Mas hoje, mesmo que esteja havendo, de uma década
para cá, um certo aumento do interesse por Da Vinci, o
homem comum ainda o conhece como o pintor da
"Gioconda", de "A Última Ceia", de uma "Pietá" e das
demais obras que pintou para os seus patrocinadores.
À primeira vista não deveria surpreender o livro de
receitas "Os Cadernos de Cozinha de Leonardo da Vinci" (adaptação e organização de E. Barreiros, 126 págs.,
R$ 20, ed. Record), atribuído a Da Vinci. Afinal não parece lógico que um gênio
dotado de tantas capacidades criativas apreciasse a boa
mesa e os modos de aprimorá-la? Contudo, não tendo
jamais sido exibido o seu manuscrito original (que integraria o "Codex Romanoff"), as origens do livro são
obscuras.
A atual versão impressa origina-se de um texto datilografado que seria a cópia de originais que estariam no
museu Hermitage, em São Petersburgo (Rússia). Mas a
direção do museu nega a existência de tais manuscritos!
Mas não é só por isso que "Os Cadernos de Cozinha
de Leonardo da Vinci" sabem a comida requentada.

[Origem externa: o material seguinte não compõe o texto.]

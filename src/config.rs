//! Run configuration.
//!
//! Settings come from, in increasing precedence: built-in defaults, the
//! platform config file (`<config_dir>/tex2bib/config.toml`), a
//! `.tex2bib.toml` in the working directory, and command-line flags. The ADS
//! token may also come from the `ADS_API_TOKEN` environment variable.
//!
//! ```toml
//! token = "your-ads-token"
//! bibfile = "references.bib"
//! endpoint = "https://api.adsabs.harvard.edu/v1"
//! batch_size = 90
//! timeout_secs = 30
//! ```

use std::fs;
use std::io;
use std::path::{Path, PathBuf};
use std::time::Duration;

use serde::Deserialize;
use thiserror::Error;

use crate::ads::DEFAULT_ENDPOINT;
use crate::fetch::DEFAULT_BATCH_SIZE;

/// Output file used when neither the flag nor a config file names one.
pub const DEFAULT_BIBFILE: &str = "references.bib";

/// Environment variable holding the ADS token.
pub const TOKEN_ENV: &str = "ADS_API_TOKEN";

/// Per-directory config file name.
pub const LOCAL_CONFIG: &str = ".tex2bib.toml";

const DEFAULT_TIMEOUT_SECS: u64 = 30;

/// Errors that can occur when loading configuration.
#[derive(Error, Debug)]
pub enum ConfigError {
    #[error("cannot read config file '{path}': {source}")]
    Read {
        path: PathBuf,
        #[source]
        source: io::Error,
    },

    #[error("invalid config file '{path}': {source}")]
    Parse {
        path: PathBuf,
        #[source]
        source: toml::de::Error,
    },

    #[error("no ADS token given")]
    MissingToken,
}

/// On-disk TOML configuration. All fields are optional so partial files work.
#[derive(Debug, Clone, Default, PartialEq, Deserialize)]
#[serde(deny_unknown_fields)]
pub struct ConfigFile {
    pub token: Option<String>,
    pub bibfile: Option<PathBuf>,
    pub endpoint: Option<String>,
    pub batch_size: Option<usize>,
    pub timeout_secs: Option<u64>,
}

impl ConfigFile {
    /// Merges two configs: values in `overlay` take precedence.
    pub fn merge(self, overlay: ConfigFile) -> ConfigFile {
        ConfigFile {
            token: overlay.token.or(self.token),
            bibfile: overlay.bibfile.or(self.bibfile),
            endpoint: overlay.endpoint.or(self.endpoint),
            batch_size: overlay.batch_size.or(self.batch_size),
            timeout_secs: overlay.timeout_secs.or(self.timeout_secs),
        }
    }
}

/// Platform config file path: `<config_dir>/tex2bib/config.toml`.
pub fn config_path() -> Option<PathBuf> {
    dirs::config_dir().map(|d| d.join("tex2bib").join("config.toml"))
}

/// Loads a config file, returning `Ok(None)` if it does not exist.
pub fn load_from_path(path: &Path) -> Result<Option<ConfigFile>, ConfigError> {
    let content = match fs::read_to_string(path) {
        Ok(content) => content,
        Err(e) if e.kind() == io::ErrorKind::NotFound => return Ok(None),
        Err(source) => {
            return Err(ConfigError::Read {
                path: path.to_path_buf(),
                source,
            })
        }
    };

    toml::from_str(&content)
        .map(Some)
        .map_err(|source| ConfigError::Parse {
            path: path.to_path_buf(),
            source,
        })
}

/// Loads a config file named on the command line; it must exist.
pub fn load_explicit(path: &Path) -> Result<ConfigFile, ConfigError> {
    load_from_path(path)?.ok_or_else(|| ConfigError::Read {
        path: path.to_path_buf(),
        source: io::Error::new(io::ErrorKind::NotFound, "file not found"),
    })
}

/// Loads the platform config overlaid with the working-directory config.
pub fn load_default() -> Result<ConfigFile, ConfigError> {
    let platform = match config_path() {
        Some(path) => load_from_path(&path)?,
        None => None,
    };
    let local = load_from_path(Path::new(LOCAL_CONFIG))?;

    Ok(platform.unwrap_or_default().merge(local.unwrap_or_default()))
}

/// Effective settings for one run.
#[derive(Debug, Clone, PartialEq)]
pub struct Settings {
    pub token: Option<String>,
    pub bibfile: PathBuf,
    pub endpoint: String,
    pub batch_size: usize,
    pub timeout: Duration,
    pub strip_ampersands: bool,
}

impl Default for Settings {
    fn default() -> Self {
        Self {
            token: None,
            bibfile: PathBuf::from(DEFAULT_BIBFILE),
            endpoint: DEFAULT_ENDPOINT.to_string(),
            batch_size: DEFAULT_BATCH_SIZE,
            timeout: Duration::from_secs(DEFAULT_TIMEOUT_SECS),
            strip_ampersands: false,
        }
    }
}

impl Settings {
    /// Builds settings from a config file, filling gaps with defaults.
    pub fn from_file(file: ConfigFile) -> Self {
        let defaults = Settings::default();
        Self {
            token: non_empty(file.token),
            bibfile: file.bibfile.unwrap_or(defaults.bibfile),
            endpoint: file.endpoint.unwrap_or(defaults.endpoint),
            batch_size: file.batch_size.unwrap_or(defaults.batch_size),
            timeout: file
                .timeout_secs
                .map(Duration::from_secs)
                .unwrap_or(defaults.timeout),
            strip_ampersands: defaults.strip_ampersands,
        }
    }

    /// Picks the token: flag first, then environment, then config file.
    pub fn with_token(mut self, flag: Option<String>, env: Option<String>) -> Self {
        self.token = non_empty(flag)
            .or_else(|| non_empty(env))
            .or(self.token);
        self
    }

    /// Returns the token or [`ConfigError::MissingToken`].
    pub fn require_token(&self) -> Result<&str, ConfigError> {
        self.token.as_deref().ok_or(ConfigError::MissingToken)
    }
}

fn non_empty(value: Option<String>) -> Option<String> {
    value
        .map(|v| v.trim().to_string())
        .filter(|v| !v.is_empty())
}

O "Codex Romanoff" não é datado e não se sabe
quando teria sido escrito, mas Leonardo morreu em
1519, apenas 27 anos após a descoberta da América. Não
teria dado tempo para que tantos ingredientes americanos já estivessem difundidos na Europa e na Itália, como o texto sugere. Nomes de alimentos muitas vezes
aparecem trocados ou mesmo errados em muitos textos renascentistas, e, mesmo no presente, há confusões
entre línguas.
O milheto, no século 16, foi algumas vezes confundido
com o milho, e no presente a chicória, em inglês, é chamada de endívia! Ocorre que do milheto não se faz polenta e, por mais que a difusão do milho tivesse sido rápida -alcançaria a China no final do século 16-, não
houve tempo para o preparo de pratos elaborados como a polenta, e ainda por cima a polenta frita, tão frequente nas receitas do livro.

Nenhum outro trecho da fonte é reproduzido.